Song by Taylor Swift

from the album The Tortured Poets Department
- Released: April 19, 2024
- Studio: Conway Recording (Los Angeles); Electric Lady (New York);
- Genre: Country; country pop; electronica; folk rock;
- Length: 5:40
- Label: Republic
- Songwriters: Taylor Swift; Aaron Dessner;
- Producers: Taylor Swift; Aaron Dessner; Jack Antonoff;

Lyric video
- "But Daddy I Love Him" on YouTube

= But Daddy I Love Him =

2024 song by Taylor Swift

"But Daddy I Love Him" is a song by the American singer-songwriter Taylor Swift from her eleventh studio album, The Tortured Poets Department (2024). Swift and Aaron Dessner wrote the track, and they produced it with Jack Antonoff. A fingerpicked guitar-led ballad, "But Daddy I Love Him" consists of a string arrangement and live drums. The song employs a country songwriting style, and its narrative lyrics are about a scrutinized romantic relationship: Swift's narrator is a girl brought up in a religious small town, and she affirms her real love for a troublesome man, confronting critics of her affair and telling them that she is the only authority of her life. Critics categorized the song's genre as country pop, electronica, and folk rock.

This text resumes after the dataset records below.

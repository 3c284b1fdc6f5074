use anyhow::{bail, Context};
use clap::{Parser, Subcommand};
use std::path::{Path, PathBuf};
use std::time::Duration;
use tracing::{info, warn};

use rent_market::config::MarketConfig;
use rent_market::dataset::load_dataset;
use rent_market::infra::downloader::RentContractsDownloader;
use rent_market::infra::http_client::ReqwestHttp;
use rent_market::logging;
use rent_market::pipeline::parquet_out::write_parquet;
use rent_market::pipeline::processing::analytics::{MarketAnalytics, TrendPeriod};
use rent_market::pipeline::processing::enrich::{DefaultEnricher, Enricher};
use rent_market::pipeline::processing::quality_gate::validate_rent_contracts;
use rent_market::pipeline::reports::PropertyUsageReport;
use rent_market::pipeline::transform::RentContractsTransformer;

#[derive(Parser)]
#[command(name = "rent_market")]
#[command(about = "Rent contract ETL, validation and market analytics")]
#[command(version)]
struct Cli {
    /// TOML file overriding the built-in market rules
    #[arg(long, global = true)]
    config: Option<PathBuf>,

    /// Directory for the rolling JSON log (defaults to files.log_dir)
    #[arg(long, global = true)]
    log_dir: Option<PathBuf>,

    #[command(subcommand)]
    command: Commands,
}

#[derive(Subcommand)]
enum Commands {
    /// Download the rent contract export linked from the listing page
    Download {
        /// Listing page (defaults to api.base_url)
        #[arg(long)]
        url: Option<String>,
        #[arg(long)]
        output: PathBuf,
    },
    /// Convert the raw CSV export to Parquet
    Transform {
        #[arg(long)]
        input: PathBuf,
        #[arg(long)]
        output: PathBuf,
        /// Skip sample validation
        #[arg(long)]
        no_validate: bool,
    },
    /// Validate a dataset and print the findings
    Validate {
        #[arg(long)]
        input: PathBuf,
        /// Treat null required fields as errors
        #[arg(long)]
        strict: bool,
    },
    /// Add derived columns and write Parquet
    Enrich {
        #[arg(long)]
        input: PathBuf,
        #[arg(long)]
        output: PathBuf,
    },
    /// Write every analytics table as CSV plus the market summary
    Analyze {
        #[arg(long)]
        input: PathBuf,
        #[arg(long)]
        output_dir: PathBuf,
        /// Trend periods (repeatable); defaults to reports.trend_periods
        #[arg(long)]
        period: Vec<String>,
    },
    /// Per-usage rent report
    UsageReport {
        #[arg(long)]
        input: PathBuf,
        #[arg(long)]
        output: PathBuf,
    },
    /// Compare usage statistics of two periods
    Compare {
        #[arg(long)]
        current: PathBuf,
        #[arg(long)]
        previous: PathBuf,
        #[arg(long)]
        output: PathBuf,
    },
}

#[tokio::main]
async fn main() -> anyhow::Result<()> {
    dotenv::dotenv().ok();
    let cli = Cli::parse();

    let config = MarketConfig::load(cli.config.as_deref()).context("loading configuration")?;
    let log_dir = cli
        .log_dir
        .clone()
        .unwrap_or_else(|| PathBuf::from(&config.files.log_dir));
    let _guard = logging::init_logging(&log_dir)?;

    match cli.command {
        Commands::Download { url, output } => {
            let url = url.unwrap_or_else(|| config.api.base_url.clone());
            let span = tracing::info_span!("download", url = %url);
            let _enter = span.enter();

            let http = ReqwestHttp::new(Duration::from_secs(config.api.request_timeout_secs))?;
            let report = RentContractsDownloader::new(http, config.api.clone())
                .run(&url, &output)
                .await?;
            println!("Downloaded {} bytes to {}", report.bytes, output.display());
            println!("sha256 {}", report.sha256);
        }
        Commands::Transform {
            input,
            output,
            no_validate,
        } => {
            let report =
                RentContractsTransformer::new(&input, &output, !no_validate, &config).transform()?;
            println!(
                "Wrote {} rows ({} bytes) to {}",
                report.rows_written,
                report.bytes_written,
                output.display()
            );
        }
        Commands::Validate { input, strict } => {
            let df = load_dataset(&input, &config.schema)?;
            let result = validate_rent_contracts(&df, &config, strict)?;
            println!("{}", result);
            if !result.is_valid() {
                bail!("validation failed with {} errors", result.errors.len());
            }
        }
        Commands::Enrich { input, output } => {
            let df = load_dataset(&input, &config.schema)?;
            let enriched = DefaultEnricher::new(&config).enrich(&df)?;
            for skipped in &enriched.report.skipped {
                warn!("{} not applicable: {}", skipped.derivation, skipped.reason);
            }
            let mut data = enriched.data;
            write_parquet(&mut data, &output, &config.files)?;
            println!(
                "Enriched {} rows with {} derived columns",
                data.height(),
                enriched.report.applied.len()
            );
        }
        Commands::Analyze {
            input,
            output_dir,
            period,
        } => {
            let periods = if period.is_empty() {
                config.reports.trend_periods.clone()
            } else {
                period
            };
            analyze(&config, &input, &output_dir, &periods)?;
        }
        Commands::UsageReport { input, output } => {
            let report = PropertyUsageReport::new(&config).transform(&input, &output)?;
            println!("Wrote {} usage categories to {}", report.height(), output.display());
        }
        Commands::Compare {
            current,
            previous,
            output,
        } => {
            let comparison =
                PropertyUsageReport::new(&config).compare_periods(&current, &previous, &output)?;
            println!("Compared {} usage categories into {}", comparison.height(), output.display());
        }
    }

    Ok(())
}

fn analyze(
    config: &MarketConfig,
    input: &Path,
    output_dir: &Path,
    periods: &[String],
) -> anyhow::Result<()> {
    // Parse up front so a bad name fails before any file is written
    let periods = periods
        .iter()
        .map(|p| p.parse::<TrendPeriod>())
        .collect::<Result<Vec<_>, _>>()?;

    let df = load_dataset(input, &config.schema)?;
    let analytics = MarketAnalytics::new(&df, config)?;
    let reports = PropertyUsageReport::new(config);

    let tables = [
        ("psf_metrics", analytics.calculate_psf_metrics()?),
        ("by_area", analytics.analyze_by_area()?),
        (
            "high_demand_areas",
            analytics.identify_high_demand_areas(config.reports.top_n_areas)?,
        ),
        ("by_property_type", analytics.analyze_by_property_type()?),
        ("by_usage", analytics.segment_by_usage()?),
        ("luxury_properties", analytics.identify_luxury_properties()?),
    ];
    for (name, outcome) in &tables {
        let path = output_dir.join(format!("{}.csv", name));
        if reports.export_outcome(name, outcome, &path)? {
            info!("{}: {} rows", name, outcome.height());
        }
    }

    for period in periods {
        let outcome = analytics.rental_trends(period)?;
        let path = output_dir.join(format!("trends_{}.csv", period));
        reports.export_outcome(&format!("{} trends", period), &outcome, &path)?;
    }

    let summary = analytics.generate_market_summary()?;
    reports.export_summary(&summary, &output_dir.join("market_summary.csv"))?;
    reports.export_summary_json(&summary, &output_dir.join("market_summary.json"))?;

    println!("{}", summary.to_json()?);
    Ok(())
}
#[derive(Debug, Clone, Serialize, Deserialize)]
#[serde(default)]
pub struct DataQualityRules {
    pub required_fields: Vec<String>,
    pub numeric_fields: Vec<String>,
    pub date_fields: Vec<String>,
}

impl Default for DataQualityRules {
    fn default() -> Self {
        Self {
            required_fields: vec![
                "contract_id".to_string(),
                "contract_start_date".to_string(),
                "property_usage_en".to_string(),
                "annual_amount".to_string(),
            ],
            numeric_fields: vec![
                "annual_amount".to_string(),
                "contract_amount".to_string(),
                "no_of_prop".to_string(),
            ],
            date_fields: vec![
                "contract_start_date".to_string(),
                "contract_end_date".to_string(),
            ],
        }
    }
}

/// Market tier of a community.
#[derive(Debug, Clone, Copy, Default, PartialEq, Eq, Hash, Serialize, Deserialize)]
pub enum AreaTier {
    Premium,
    #[default]
    #[serde(rename = "Mid-Tier")]
    MidTier,
    Budget,
    Emerging,
}

impl AreaTier {
    pub fn as_str(&self) -> &'static str {
        match self {
            AreaTier::Premium => "Premium",
            AreaTier::MidTier => "Mid-Tier",
            AreaTier::Budget => "Budget",
            AreaTier::Emerging => "Emerging",
        }
    }
}

impl std::fmt::Display for AreaTier {
    fn fmt(&self, f: &mut std::fmt::Formatter<'_>) -> std::fmt::Result {
        f.write_str(self.as_str())
    }
}

/// Community name to tier. Entries from a config file are merged over the built-in table.
#[derive(Debug, Clone, Serialize)]
#[serde(transparent)]
pub struct AreaTierTable(pub BTreeMap<String, AreaTier>);

impl<'de> Deserialize<'de> for AreaTierTable {
    fn deserialize<D: Deserializer<'de>>(deserializer: D) -> std::result::Result<Self, D::Error> {
        let overrides = BTreeMap::<String, AreaTier>::deserialize(deserializer)?;
        let mut table = Self::default();
        table.0.extend(overrides);
        Ok(table)
    }
}

impl Default for AreaTierTable {
    fn default() -> Self {
        let entries = [
            ("Downtown Dubai", AreaTier::Premium),
            ("Dubai Marina", AreaTier::Premium),
            ("Palm Jumeirah", AreaTier::Premium),
            ("Emirates Hills", AreaTier::Premium),
            ("Jumeirah Beach Residence", AreaTier::Premium),
            ("Business Bay", AreaTier::Premium),
            ("Dubai Hills Estate", AreaTier::Premium),
            ("Arabian Ranches", AreaTier::Premium),
            ("Jumeirah Village Circle", AreaTier::MidTier),
            ("Jumeirah Village Triangle", AreaTier::MidTier),
            ("Dubai Sports City", AreaTier::MidTier),
            ("Motor City", AreaTier::MidTier),
            ("The Greens", AreaTier::MidTier),
            ("The Views", AreaTier::MidTier),
            ("Discovery Gardens", AreaTier::MidTier),
            ("Mirdif", AreaTier::MidTier),
            ("International City", AreaTier::Budget),
            ("Deira", AreaTier::Budget),
            ("Bur Dubai", AreaTier::Budget),
            ("Al Nahda", AreaTier::Budget),
            ("Al Qusais", AreaTier::Budget),
            ("Dubai South", AreaTier::Emerging),
            ("Dubailand", AreaTier::Emerging),
            ("Dubai Production City", AreaTier::Emerging),
        ];
        Self(
            entries
                .into_iter()
                .map(|(name, tier)| (name.to_string(), tier))
                .collect(),
        )
    }
}

/// Lower-cased raw property type to canonical name.
///
/// Entries from a config file are merged over the built-in aliases, keys lower-cased.
#[derive(Debug, Clone, Serialize)]
#[serde(transparent)]
pub struct PropertyTypeAliases(pub BTreeMap<String, String>);

impl<'de> Deserialize<'de> for PropertyTypeAliases {
    fn deserialize<D: Deserializer<'de>>(deserializer: D) -> std::result::Result<Self, D::Error> {
        let overrides = BTreeMap::<String, String>::deserialize(deserializer)?;
        let mut aliases = Self::default();
        aliases
            .0
            .extend(overrides.into_iter().map(|(k, v)| (k.trim().to_lowercase(), v)));
        Ok(aliases)
    }
}

impl Default for PropertyTypeAliases {
    fn default() -> Self {
        let entries = [
            ("apt", "Apartment"),
            ("apartment", "Apartment"),
            ("flat", "Apartment"),
            ("villa", "Villa"),
            ("townhouse", "Townhouse"),
            ("town house", "Townhouse"),
            ("penthouse", "Penthouse"),
            ("studio", "Studio"),
            ("office", "Office"),
            ("shop", "Retail"),
            ("retail", "Retail"),
            ("warehouse", "Warehouse"),
            ("land", "Land"),
            ("plot", "Land"),
        ];
        Self(
            entries
                .into_iter()
                .map(|(k, v)| (k.to_string(), v.to_string()))
                .collect(),
        )
    }
}

/// Exact usage labels that select the residential or commercial PSF bounds.
#[derive(Debug, Clone, Serialize, Deserialize)]
#[serde(default)]
pub struct UsageCategories {
    pub residential: Vec<String>,
    pub commercial: Vec<String>,
}

impl Default for UsageCategories {
    fn default() -> Self {
        Self {
            residential: [
                "Residential",
                "Residential - Apartment",
                "Residential - Villa",
                "Residential - Townhouse",
                "Residential - Studio",
            ]
            .iter()
            .map(|s| s.to_string())
            .collect(),
            commercial: [
                "Commercial",
                "Commercial - Office",
                "Commercial - Retail",
                "Commercial - Warehouse",
            ]
            .iter()
            .map(|s| s.to_string())
            .collect(),
        }
    }
}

Reviews of "But Daddy I Love Him" considered the lyrics autobiographical and analyzed them with references to Swift's fame and personal life. Critics generally acclaimed the narrative as dramatic and intense but also humorous, and the production as catchy and anthemic. Some reviews picked the track among the best songs of 2024. "But Daddy I Love Him" peaked at number seven on the Billboard Global 200 and within the top 10 on charts in Australia, Canada, New Zealand, Singapore, and the United States. It has received certifications in Australia, New Zealand, and the United Kingdom. Swift included the song in the Eras Tour's revamped set list in 2024.

==Background and release==
Taylor Swift developed her eleventh studio album, The Tortured Poets Department, "for about two years" after finishing her previous album, Midnights (2022). She reflected on The Tortured Poets Department as a "lifeline" for her, and its conception took place amidst intense media reports on Swift's personal life, including a breakup after a long-term relationship with Joe Alwyn and a brief romantic linking with Matty Healy. The Tortured Poets Department was released on April 19, 2024, via Republic Records. "But Daddy I Love Him" is track six on the album's standard edition. An acoustic version of the song is included on the physical edition of The Tortured Poets Department: The Anthology.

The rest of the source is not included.